A common upgrade is to replace Python set objects with bitmasks. Each row, column, and box can store a 9-bit integer where bit k says whether digit k + 1 is already used. Candidate computation becomes a few bitwise operations, which reduces constant factors substantially. The search strategy does not change: it is still backtracking with constraint tracking and usually the same “fewest candidates first” heuristic. The tradeoff is readability. Bitmask code is faster but harder to derive and explain under interview pressure, so the set-based version is often the better first answer unless the interviewer explicitly pushes for optimization.
What if the puzzle might have no solution or more than one solution?
To detect that, the solver should not stop at the first valid completion. Instead, it should continue the search and count how many full solutions exist, usually with an early exit once the count exceeds 1. If the count is 0, the puzzle is unsatisfiable. If the count is 1, the solution is unique. If the count is greater than 1, the puzzle is ambiguous. The backtracking framework stays the same, but the recursion returns a count or updates a shared counter instead of returning immediately on the first success. The tradeoff is extra search time, because uniqueness checking explores more of the tree than “find any one solution.”
How would you generalize this to an n^2 x n^2 Sudoku board?
The same structure still works. Rows, columns, and sub-boxes still define the constraints, so the algorithm still tracks which symbols are already used and still fills the board with backtracking. The main changes are mechanical: the digit alphabet becomes a larger symbol set, the board size becomes n^2, and the box index formula uses n instead of 3. Complexity grows quickly as the board gets larger because both the branching factor and the depth of the search increase. So the approach generalizes cleanly, but performance pressure becomes stronger, which makes heuristics and compact constraint representations even more valuable.
Why is choosing the most constrained empty cell better than scanning left to right?
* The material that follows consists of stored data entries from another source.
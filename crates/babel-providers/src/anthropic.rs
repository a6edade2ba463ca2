//! Anthropic Messages API client.

use std::time::Duration;

use async_trait::async_trait;
use serde::{Deserialize, Serialize};
use tracing::debug;

use babel_core::client::LlmClient;
use babel_core::error::LlmError;
use babel_core::types::TranslationConfig;

use crate::http_provider::{
    build_http_client, send_json, ChatMessage, DEFAULT_TEMPERATURE, DEFAULT_TIMEOUT,
};
use crate::registry::{require_api_key, validate_model};

const PROVIDER: &str = "anthropic";
const DEFAULT_BASE_URL: &str = "https://api.anthropic.com/v1";
const DEFAULT_MAX_TOKENS: u32 = 4096;
const API_VERSION: &str = "2023-06-01";

#[derive(Debug, Serialize)]
struct MessagesRequest<'a> {
    model: &'a str,
    messages: Vec<ChatMessage>,
    max_tokens: u32,
    temperature: f64,
}

#[derive(Debug, Deserialize)]
struct MessagesResponse {
    #[serde(default)]
    content: Vec<ContentBlock>,
}

#[derive(Debug, Deserialize)]
struct ContentBlock {
    #[serde(default)]
    text: String,
}

pub struct AnthropicClient {
    client: reqwest::Client,
    base_url: String,
    api_key: String,
    model: String,
    temperature: f64,
    max_tokens: u32,
    timeout: Duration,
}

impl std::fmt::Debug for AnthropicClient {
    fn fmt(&self, f: &mut std::fmt::Formatter<'_>) -> std::fmt::Result {
        f.debug_struct("AnthropicClient")
            .field("base_url", &self.base_url)
            .field("model", &self.model)
            .finish()
    }
}

impl AnthropicClient {
    /// Key and an explicit, known model are both required.
    pub fn new(config: &TranslationConfig) -> Result<Self, LlmError> {
        require_api_key("Anthropic", config)?;
        if config.model.is_empty() {
            return Err(LlmError::config("model must be specified for Anthropic client"));
        }
        validate_model(PROVIDER, &config.model)?;

        let timeout = config.timeout().unwrap_or(DEFAULT_TIMEOUT);
        Ok(Self {
            client: build_http_client(timeout)?,
            base_url: config
                .base_url
                .clone()
                .filter(|u| !u.is_empty())
                .unwrap_or_else(|| DEFAULT_BASE_URL.to_string()),
            api_key: config.api_key.clone(),
            model: config.model.clone(),
            temperature: config.temperature().unwrap_or(DEFAULT_TEMPERATURE),
            max_tokens: config.max_tokens().unwrap_or(DEFAULT_MAX_TOKENS),
            timeout,
        })
    }

    fn messages_url(&self) -> String {
        format!("{}/messages", self.base_url.trim_end_matches('/'))
    }
}

#[async_trait]
impl LlmClient for AnthropicClient {
    async fn translate(&self, _text: &str, prompt: &str) -> Result<String, LlmError> {
        debug!(provider = PROVIDER, model = %self.model, bytes = prompt.len(), "Calling messages API");

        let body = MessagesRequest {
            model: &self.model,
            messages: vec![ChatMessage::user(prompt)],
            max_tokens: self.max_tokens,
            temperature: self.temperature,
        };

        let request = self
            .client
            .post(self.messages_url())
            .header("x-api-key", &self.api_key)
            .header("anthropic-version", API_VERSION)
            .json(&body);

        let response: MessagesResponse = send_json(PROVIDER, self.timeout, request).await?;
        response
            .content
            .into_iter()
            .next()
            .map(|block| block.text)
            .ok_or_else(|| LlmError::invalid_response(PROVIDER, "no content in response"))
    }

    fn provider_name(&self) -> &str {
        PROVIDER
    }
}

#[cfg(test)]
mod tests {
    use super::*;
    use babel_core::error::ErrorKind;
    use wiremock::matchers::{body_partial_json, header, method, path};
    use wiremock::{Mock, MockServer, ResponseTemplate};

    fn config() -> TranslationConfig {
        TranslationConfig::new("anthropic")
            .with_api_key("sk-ant-test")
            .with_model("claude-3-sonnet-20240229")
    }

    #[test]
    fn test_model_validation() {
        for model in [
            "claude-3-opus-20240229",
            "claude-3-sonnet-20240229",
            "claude-3-haiku-20240307",
        ] {
            assert!(AnthropicClient::new(&config().with_model(model)).is_ok(), "{model}");
        }
        for model in ["invalid-model", "gpt-4", "claude-2", ""] {
            let err = AnthropicClient::new(&config().with_model(model)).unwrap_err();
            assert_eq!(err.kind(), ErrorKind::Configuration, "{model}");
        }
    }

    #[test]
    fn test_requires_key() {
        let cfg = TranslationConfig::new("anthropic").with_model("claude-3-haiku-20240307");
        assert!(AnthropicClient::new(&cfg)
            .unwrap_err()
            .to_string()
            .contains("Anthropic API key is required"));
    }

    #[tokio::test]
    async fn test_translate_success() {
        let server = MockServer::start().await;
        Mock::given(method("POST"))
            .and(path("/messages"))
            .and(header("x-api-key", "sk-ant-test"))
            .and(header("anthropic-version", "2023-06-01"))
            .and(body_partial_json(serde_json::json!({
                "model": "claude-3-sonnet-20240229",
                "max_tokens": 4096
            })))
            .respond_with(ResponseTemplate::new(200).set_body_json(serde_json::json!({
                "id": "msg_1",
                "type": "message",
                "role": "assistant",
                "content": [{"type": "text", "text": "Здраво свете"}],
                "usage": {"input_tokens": 10, "output_tokens": 4}
            })))
            .mount(&server)
            .await;

        let client = AnthropicClient::new(&config().with_base_url(server.uri())).unwrap();
        assert_eq!(client.translate("x", "p").await.unwrap(), "Здраво свете");
    }

    #[tokio::test]
    async fn test_empty_content() {
        let server = MockServer::start().await;
        Mock::given(method("POST"))
            .and(path("/messages"))
            .respond_with(
                ResponseTemplate::new(200).set_body_json(serde_json::json!({"content": []})),
            )
            .mount(&server)
            .await;

        let client = AnthropicClient::new(&config().with_base_url(server.uri())).unwrap();
        let err = client.translate("x", "p").await.unwrap_err();
        assert!(err.to_string().contains("no content in response"));
    }

    #[tokio::test]
    async fn test_api_error() {
        let server = MockServer::start().await;
        Mock::given(method("POST"))
            .and(path("/messages"))
            .respond_with(ResponseTemplate::new(400).set_body_string(
                r#"{"error":{"message":"prompt is too long: 250000 tokens"}}"#,
            ))
            .mount(&server)
            .await;

        let client = AnthropicClient::new(&config().with_base_url(server.uri())).unwrap();
        let err = client.translate("x", "p").await.unwrap_err();
        assert!(err.to_string().contains("status 400"));
        assert!(err.is_size_error());
    }
}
Because it exposes failure earlier. If the next empty cell has only one legal digit, the branch is nearly forced. If it has zero legal digits, the branch is impossible and can be abandoned immediately. A left-to-right search may spend a lot of time filling easy cells first and only discover the contradiction much later. The most-constrained-cell heuristic does not change the worst-case exponential nature of the problem, but in practice it reduces the search tree dramatically, which is exactly the kind of improvement interviewers want to see on a hard backtracking question.